[Stored records]
== Segment start ==

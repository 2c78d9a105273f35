//! Implementation of the `morio init` command.
//!
//! Gives the client its identity: a v4 UUID stored as the default value of
//! `MORIO_CLIENT_UUID`. Running it again only reports the existing UUID.

use super::services::status_report;
use crate::agents::Agent;
use crate::agents::service::ServiceManager;
use crate::context::ClientContext;
use crate::error::Result;
use crate::vars::VarStore;
use tracing::info;
use uuid::Uuid;

/// Variable holding the client identity.
pub const CLIENT_UUID_VAR: &str = "MORIO_CLIENT_UUID";

/// Outcome of making sure the client has a UUID.
#[derive(Debug, Clone, PartialEq, Eq)]
pub enum ClientIdentity {
    Created(String),
    Existing(String),
}

/// Generate and store a client UUID unless one is already set.
pub fn ensure_client_uuid(store: &VarStore) -> Result<ClientIdentity> {
    let current = store.get(CLIENT_UUID_VAR)?;
    if !current.is_empty() {
        return Ok(ClientIdentity::Existing(current));
    }

    let uuid = Uuid::new_v4().to_string();
    store.set_default(CLIENT_UUID_VAR, &uuid)?;
    info!(uuid = %uuid, "generated client UUID");
    Ok(ClientIdentity::Created(uuid))
}

/// Execute the `morio init` command.
pub fn cmd_init(ctx: &ClientContext, services: &dyn ServiceManager) -> Result<()> {
    let store = VarStore::from_context(ctx);

    match ensure_client_uuid(&store)? {
        ClientIdentity::Created(uuid) => {
            println!("Initializing Morio client.");
            println!("Morio client initialised with UUID {}", uuid);
        }
        ClientIdentity::Existing(uuid) => {
            println!("This Morio client is already initialised.");
            println!("Its UUID is {}", uuid);
        }
    }

    println!();
    println!("Agent status:");
    for line in status_report(services, Agent::ALL)? {
        println!("{}", line);
    }

    Ok(())
}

== Segment end ==

● Your assignment
The records above need to be transcribed in full. Keep every character unchanged.

● Written answer
repository 2c78d9a105273f35
//! Implementation of the `morio init` command.
//!
//! Gives the client its identity: a v4 UUID stored as the default value of
//! `MORIO_CLIENT_UUID`. Running it again only reports the existing UUID.

use super::services::status_report;
use crate::agents::Agent;
use crate::agents::service::ServiceManager;
use crate::context::ClientContext;
use crate::error::Result;
use crate::vars::VarStore;
use tracing::info;
use uuid::Uuid;

/// Variable holding the client identity.
pub const CLIENT_UUID_VAR: &str = "MORIO_CLIENT_UUID";

/// Outcome of making sure the client has a UUID.
#[derive(Debug, Clone, PartialEq, Eq)]
pub enum ClientIdentity {
    Created(String),
    Existing(String),
}

/// Generate and store a client UUID unless one is already set.
pub fn ensure_client_uuid(store: &VarStore) -> Result<ClientIdentity> {
    let current = store.get(CLIENT_UUID_VAR)?;
    if !current.is_empty() {
        return Ok(ClientIdentity::Existing(current));
    }

    let uuid = Uuid::new_v4().to_string();
    store.set_default(CLIENT_UUID_VAR, &uuid)?;
    info!(uuid = %uuid, "generated client UUID");
    Ok(ClientIdentity::Created(uuid))
}

/// Execute the `morio init` command.
pub fn cmd_init(ctx: &ClientContext, services: &dyn ServiceManager) -> Result<()> {
    let store = VarStore::from_context(ctx);

    match ensure_client_uuid(&store)? {
        ClientIdentity::Created(uuid) => {
            println!("Initializing Morio client.");
            println!("Morio client initialised with UUID {}", uuid);
        }
        ClientIdentity::Existing(uuid) => {
            println!("This Morio client is already initialised.");
            println!("Its UUID is {}", uuid);
        }
    }

    println!();
    println!("Agent status:");
    for line in status_report(services, Agent::ALL)? {
        println!("{}", line);
    }

    Ok(())
}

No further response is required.